= WHAT THE TASK REQUIRES =
Give every line of the material again, exactly as written.

*** EXTRACTED DATA

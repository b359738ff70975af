use std::sync::atomic::{AtomicUsize, Ordering};

use super::*;
use crate::{
    backend::ReferenceModule,
    foundation::core::OutputFormat,
    node::{ContainerNode, style::StyleRecord},
};

struct CountingLoader {
    inner: ReferenceModule,
    calls: AtomicUsize,
    fail_first: bool,
}

impl CountingLoader {
    fn new(fail_first: bool) -> Self {
        Self {
            inner: ReferenceModule::new(),
            calls: AtomicUsize::new(0),
            fail_first,
        }
    }
}

impl ModuleLoader for CountingLoader {
    fn instantiate(&self) -> RastreeResult<BackendHandle> {
        let n = self.calls.fetch_add(1, Ordering::SeqCst);
        if self.fail_first && n == 0 {
            return Err(RastreeError::validation("module bytes unavailable"));
        }
        self.inner.instantiate()
    }
}

fn node() -> Node {
    Node::Container(ContainerNode {
        style: Some(StyleRecord::new().with("backgroundColor", "#ff0000")),
        children: vec![],
    })
}

fn options() -> RenderOptions {
    RenderOptions::new(8, 8, OutputFormat::Png).unwrap()
}

#[test]
fn sync_init_runs_once() {
    let loader = Arc::new(CountingLoader::new(false));
    let backend = WasmSyncBackend::new(loader.clone());
    assert!(!backend.is_initialized());
    let first = backend.init().unwrap().clone();
    let second = backend.init().unwrap().clone();
    assert!(Arc::ptr_eq(&first, &second));
    assert_eq!(loader.calls.load(Ordering::SeqCst), 1);
    assert!(backend.render_sync(&node(), &options()).is_ok());
}

#[test]
#[should_panic(expected = "before init")]
fn sync_render_before_init_panics() {
    let backend = WasmSyncBackend::new(Arc::new(CountingLoader::new(false)));
    let _ = backend.render_sync(&node(), &options());
}

#[test]
fn sync_init_failure_is_backend_init_and_retryable() {
    let backend = WasmSyncBackend::new(Arc::new(CountingLoader::new(true)));
    let err = backend.init().unwrap_err();
    assert!(matches!(err, RastreeError::BackendInit(_)));
    assert!(err.to_string().contains("module bytes unavailable"));
    assert!(backend.init().is_ok());
}

#[tokio::test]
async fn async_render_before_ready_is_rejected() {
    let backend = WasmAsyncBackend::new(Arc::new(CountingLoader::new(false)));
    let err = backend.render(node(), options()).await.unwrap_err();
    assert!(matches!(err, RastreeError::BackendInit(_)));
    assert!(backend.handle().is_none());
}

#[tokio::test]
async fn async_ready_resolves_after_init() {
    let loader = Arc::new(CountingLoader::new(false));
    let backend = Arc::new(WasmAsyncBackend::new(loader.clone()));

    let waiter = {
        let backend = backend.clone();
        tokio::spawn(async move { backend.ready().await })
    };
    let (a, b) = tokio::join!(backend.init(), backend.init());
    assert!(Arc::ptr_eq(&a.unwrap(), &b.unwrap()));
    waiter.await.unwrap();

    assert_eq!(loader.calls.load(Ordering::SeqCst), 1);
    assert!(backend.is_initialized());
    assert!(backend.render(node(), options()).await.is_ok());
}

#[tokio::test]
async fn async_init_failure_can_be_retried() {
    let backend = WasmAsyncBackend::new(Arc::new(CountingLoader::new(true)));
    assert!(matches!(
        backend.prepare().await,
        Err(RastreeError::BackendInit(_))
    ));
    assert!(!backend.is_initialized());
    backend.prepare().await.unwrap();
    assert!(backend.handle().is_some());
}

******

= TASK RESPONSE =
repository b359738ff70975af
use std::sync::atomic::{AtomicUsize, Ordering};

use super::*;
use crate::{
    backend::ReferenceModule,
    foundation::core::OutputFormat,
    node::{ContainerNode, style::StyleRecord},
};

struct CountingLoader {
    inner: ReferenceModule,
    calls: AtomicUsize,
    fail_first: bool,
}

impl CountingLoader {
    fn new(fail_first: bool) -> Self {
        Self {
            inner: ReferenceModule::new(),
            calls: AtomicUsize::new(0),
            fail_first,
        }
    }
}

impl ModuleLoader for CountingLoader {
    fn instantiate(&self) -> RastreeResult<BackendHandle> {
        let n = self.calls.fetch_add(1, Ordering::SeqCst);
        if self.fail_first && n == 0 {
            return Err(RastreeError::validation("module bytes unavailable"));
        }
        self.inner.instantiate()
    }
}

fn node() -> Node {
    Node::Container(ContainerNode {
        style: Some(StyleRecord::new().with("backgroundColor", "#ff0000")),
        children: vec![],
    })
}

fn options() -> RenderOptions {
    RenderOptions::new(8, 8, OutputFormat::Png).unwrap()
}

#[test]
fn sync_init_runs_once() {
    let loader = Arc::new(CountingLoader::new(false));
    let backend = WasmSyncBackend::new(loader.clone());
    assert!(!backend.is_initialized());
    let first = backend.init().unwrap().clone();
    let second = backend.init().unwrap().clone();
    assert!(Arc::ptr_eq(&first, &second));
    assert_eq!(loader.calls.load(Ordering::SeqCst), 1);
    assert!(backend.render_sync(&node(), &options()).is_ok());
}

#[test]
#[should_panic(expected = "before init")]
fn sync_render_before_init_panics() {
    let backend = WasmSyncBackend::new(Arc::new(CountingLoader::new(false)));
    let _ = backend.render_sync(&node(), &options());
}

#[test]
fn sync_init_failure_is_backend_init_and_retryable() {
    let backend = WasmSyncBackend::new(Arc::new(CountingLoader::new(true)));
    let err = backend.init().unwrap_err();
    assert!(matches!(err, RastreeError::BackendInit(_)));
    assert!(err.to_string().contains("module bytes unavailable"));
    assert!(backend.init().is_ok());
}

#[tokio::test]
async fn async_render_before_ready_is_rejected() {
    let backend = WasmAsyncBackend::new(Arc::new(CountingLoader::new(false)));
    let err = backend.render(node(), options()).await.unwrap_err();
    assert!(matches!(err, RastreeError::BackendInit(_)));
    assert!(backend.handle().is_none());
}

#[tokio::test]
async fn async_ready_resolves_after_init() {
    let loader = Arc::new(CountingLoader::new(false));
    let backend = Arc::new(WasmAsyncBackend::new(loader.clone()));

    let waiter = {
        let backend = backend.clone();
        tokio::spawn(async move { backend.ready().await })
    };
    let (a, b) = tokio::join!(backend.init(), backend.init());
    assert!(Arc::ptr_eq(&a.unwrap(), &b.unwrap()));
    waiter.await.unwrap();

    assert_eq!(loader.calls.load(Ordering::SeqCst), 1);
    assert!(backend.is_initialized());
    assert!(backend.render(node(), options()).await.is_ok());
}

#[tokio::test]
async fn async_init_failure_can_be_retried() {
    let backend = WasmAsyncBackend::new(Arc::new(CountingLoader::new(true)));
    assert!(matches!(
        backend.prepare().await,
        Err(RastreeError::BackendInit(_))
    ));
    assert!(!backend.is_initialized());
    backend.prepare().await.unwrap();
    assert!(backend.handle().is_some());
}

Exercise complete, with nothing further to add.